Real Restoration
“There’s baggage and hurt in all of our stories.”
— David McCormick, Fathers in the Field alumni and new missionary
THE GENERATIONAL GIFT
David McCormick first began his experience with Fathers in the Field later than most, at age seventeen. Like so many fatherless boys, his feelings of abandonment and deep father wounds were manifest not only in his broken home, but his broken life.
“I was in a teenage sexual relationship, doing drugs and drinking, and was addicted to pornography. I was seeking love and acceptance anywhere else because of the void of that earlier in life.”
“I’d decided that I don’t need anyone but myself and my drive. But my drive was powered by my rage and it led me down a path of frustration, depression, and confusion. I was just going with it and it was destroying me. Even my successes were wrongly motivated. I tried to play sports well for the affirmation of the coach. I worked out incessantly and created an image in order to get attention from girls. But ultimately, I was a threat to myself and everyone around me, my friends and my family, promoting bad behavior and taking others down with me.”
But the Lord and his single mother had a different idea for David.
“My mother saw the importance of having a Godly influence in my life and got me involved in Fathers in the Field through our church. Even though I was older, there was a part of me that recognized the need, despite being rebellious and fighting God.”

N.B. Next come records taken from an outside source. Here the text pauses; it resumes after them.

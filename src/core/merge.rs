//! Override merge engine.
//!
//! A user override for a module slot is merged over the author's module:
//! imports append, exports replace per key. The author's entries stay
//! reachable through an alias module so override files can compose with
//! the originals without importing themselves.

use std::collections::HashSet;

use camino::Utf8Path;
use indexmap::IndexSet;
use serde_json::Value;
use tracing::debug;

use crate::{
    core::{
        module::{ResolvedModuleObject, classify_module_spec, resolve_module_object, to_module_object},
        resolver::{LoadParams, VirtualContent},
        virtual_module::VirtualModule,
    },
    error::ThemeResult,
    infra::path::SlashUtils,
};

/// Merge `over` onto `author`. Imports are appended then de-duplicated,
/// exports are replaced per key; new keys are appended.
pub fn merge_module_objects(
    author: &ResolvedModuleObject,
    over: &ResolvedModuleObject,
) -> ResolvedModuleObject
{
    let imports: IndexSet<String> = author
        .imports
        .iter()
        .chain(over.imports.iter())
        .cloned()
        .collect();

    let mut exports = author
        .exports
        .clone();
    for (name, path) in &over.exports
    {
        exports.insert(name.clone(), path.clone());
    }

    ResolvedModuleObject {
        root: author
            .root
            .clone(),
        imports: imports
            .into_iter()
            .collect(),
        exports,
    }
}

/// Specifiers for one module slot
#[derive(Debug, Clone, PartialEq, Eq)]
pub struct ModuleNames
{
    /// Option key, e.g. `components`
    pub slot: String,

    /// `theme/slot`: what consumers import
    pub resolved: String,

    /// `theme:slot`: the author's entries, never overridden
    pub alias: String,
}

impl ModuleNames
{
    pub fn new(
        theme: &str,
        slot: &str,
    ) -> Self
    {
        Self {
            slot: slot.to_string(),
            resolved: format!("{theme}/{slot}"),
            alias: format!("{theme}:{slot}"),
        }
    }
}

/// One module slot after override application.
#[derive(Debug)]
pub struct MergedModule
{
    pub names: ModuleNames,

    /// Author entries under the consumer-facing name
    pub authored: VirtualModule,

    /// Author entries under the alias name
    pub alias: VirtualModule,

    /// The non-empty override, resolved against the project root
    pub overrides: Option<VirtualModule>,

    /// What consumers receive
    pub resolved: VirtualModule,
}

/// Applies a raw user override to an author module.
pub struct ModuleOverride;

impl ModuleOverride
{
    /// Resolve `override_spec` against `project_root` and merge it onto
    /// `author`. A missing or empty override leaves the module untouched.
    pub fn apply(
        names: ModuleNames,
        author: ResolvedModuleObject,
        override_spec: Option<&Value>,
        project_root: &Utf8Path,
    ) -> ThemeResult<MergedModule>
    {
        let overrides = match override_spec.and_then(classify_module_spec)
        {
            Some(spec) =>
            {
                let object = to_module_object(spec, project_root)?;
                Some(resolve_module_object(project_root, &object)).filter(|o| !o.is_empty())
            }
            None => None,
        };

        let resolved = match &overrides
        {
            Some(over) =>
            {
                debug!(
                    module = %names.resolved,
                    imports = over.imports.len(),
                    exports = over.exports.len(),
                    "applying user override"
                );
                merge_module_objects(&author, over)
            }
            None => author.clone(),
        };

        Ok(MergedModule {
            authored: VirtualModule::new(names.resolved.clone(), author.clone()),
            alias: VirtualModule::new(names.alias.clone(), author),
            overrides: overrides.map(|over| VirtualModule::new(names.resolved.clone(), over)),
            resolved: VirtualModule::new(names.resolved.clone(), resolved),
            names,
        })
    }
}

impl MergedModule
{
    /// True when an override changed anything
    pub fn is_overridden(&self) -> bool
    {
        self.overrides
            .is_some()
    }

    /// Content served for the consumer-facing id.
    ///
    /// Without an override, or when the merged module exports nothing, the
    /// merged content is static. Otherwise the answer depends on the
    /// importer: a file that is itself one of the merged exports receives the
    /// author's content, so an override can import the module it overrides.
    pub fn served_content(&self) -> VirtualContent
    {
        let merged = self
            .resolved
            .content()
            .to_string();

        if !self.is_overridden()
            || self
                .resolved
                .module()
                .exports
                .is_empty()
        {
            return VirtualContent::Static(merged);
        }

        let original = self
            .authored
            .content()
            .to_string();
        let export_paths: HashSet<String> = self
            .resolved
            .module()
            .exports
            .values()
            .cloned()
            .collect();

        VirtualContent::Dynamic(Box::new(move |params: &LoadParams| {
            let from_export = params
                .importer
                .as_deref()
                .map(importer_path)
                .is_some_and(|importer| export_paths.contains(&importer));

            if from_export { Some(original.clone()) } else { Some(merged.clone()) }
        }))
    }

    /// Content served for the alias id
    pub fn alias_content(&self) -> VirtualContent
    {
        VirtualContent::Static(
            self.alias
                .content()
                .to_string(),
        )
    }
}

/// Importer ids may carry a query (`Card.astro?astro&type=script`) or
/// backslashes; compare on the bare, slash-normalized path.
fn importer_path(importer: &str) -> String
{
    let bare = importer
        .split_once('?')
        .map_or(importer, |(path, _)| path);

    SlashUtils::normalize(bare)
}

Paired with Mike, his Mentor Father, David began a three- year process of learning about his Heavenly Father, learning about himself, learning about what it means to be a man and a father, and learning about forgiveness. But healing took time.
“I didn’t have very high expectations, initially. I was rebellious, rude, and mean. I had a chip on my shoulder and wasn’t going to take anything from anyone. I was so angry and bitter and I didn’t take the counsel of Mike. It took a while to trust my mentor father because I felt un-helpable.”
Eventually, David’s anguish drove him to the hair trigger of suicide. “I just wanted the pain to stop.”
But through their commitment to each other and the process of Fathers in the Field, David and Mike stuck at it, together.
“Mike was there for me in good times and bad, and that’s why I came to trust him. It’s not an easy process, but in order to heal it is what God must do for your life.”
“When I was a kid, ‘father’ to me meant anger; it meant disappointment”
But I know what a real father is now and it’s because we have a Father God. As I get closer to Him, I’m learning what it means to be a father one day. Something Mike always told me was that it’s not the hand you are dealt, it’s how you play your hand that defines who you will become. If you seek God to fulfill you, you’ll come up with a flush. Through my experience with Mike, I’ve learned how to be a good dad, how to trust, have fellowship, how to communicate without judgment, and about unconditional love. Even now I’m realizing the full impact and importance of the blessing he put on my life.”
Even far down the adolescent path of self-destruction, there is hope for the fatherless.
With the patient commitment of his Mentor Father and the effective curriculum of Fathers in the Field, the solid mentorship of a Christian man, the love of the Heavenly Father, and the peace that comes through forgiveness – the terminal cycle of anger of this fatherless boy has been broken.
At the end of their three-year ministry journey together, at David’s request, Mike had the honor of baptizing him in the cool Colorado river that they first shed together.
“Now, as a committed believer, I’m changed. Today I’m a threat to Satan and the evil forces of this world that are trying to tear me and other people down. I’m responding to the call to be strong, be committed, and encouraging others in righteousness. I’m fighting the wickedness that’s going on around me and standing up for what I believe in. There are still times when I am afraid, but I can have faith and trust God. It’s a never-ending process.”
As a young adult, David is now part of a second generation of Fathers in the Field missionaries, paying forward the lessons of his new reality by becoming the first ministry alumni to join the cause and serve in kingdom work.
With the support of his mentor father, after successfully completing high school David received intensive missionary training abroad before being commissioned to serve the fatherless in South Africa, ministering to orphans, building orphanages, reaching out to the local community and sharing the love of Jesus to people in a foreign county. Soon he’ll be returning to the United States with experience and an expanded worldview that will surely equip him to continue passing along the lessons of self-worth and God’s grace that he learned through Fathers in the Field to other at-risk fatherless boys.
“It is an honor to share the truth about our Heavenly Father’s love and to serve others who are shattered from the devastation of broken families. Here I am, send me Lord.”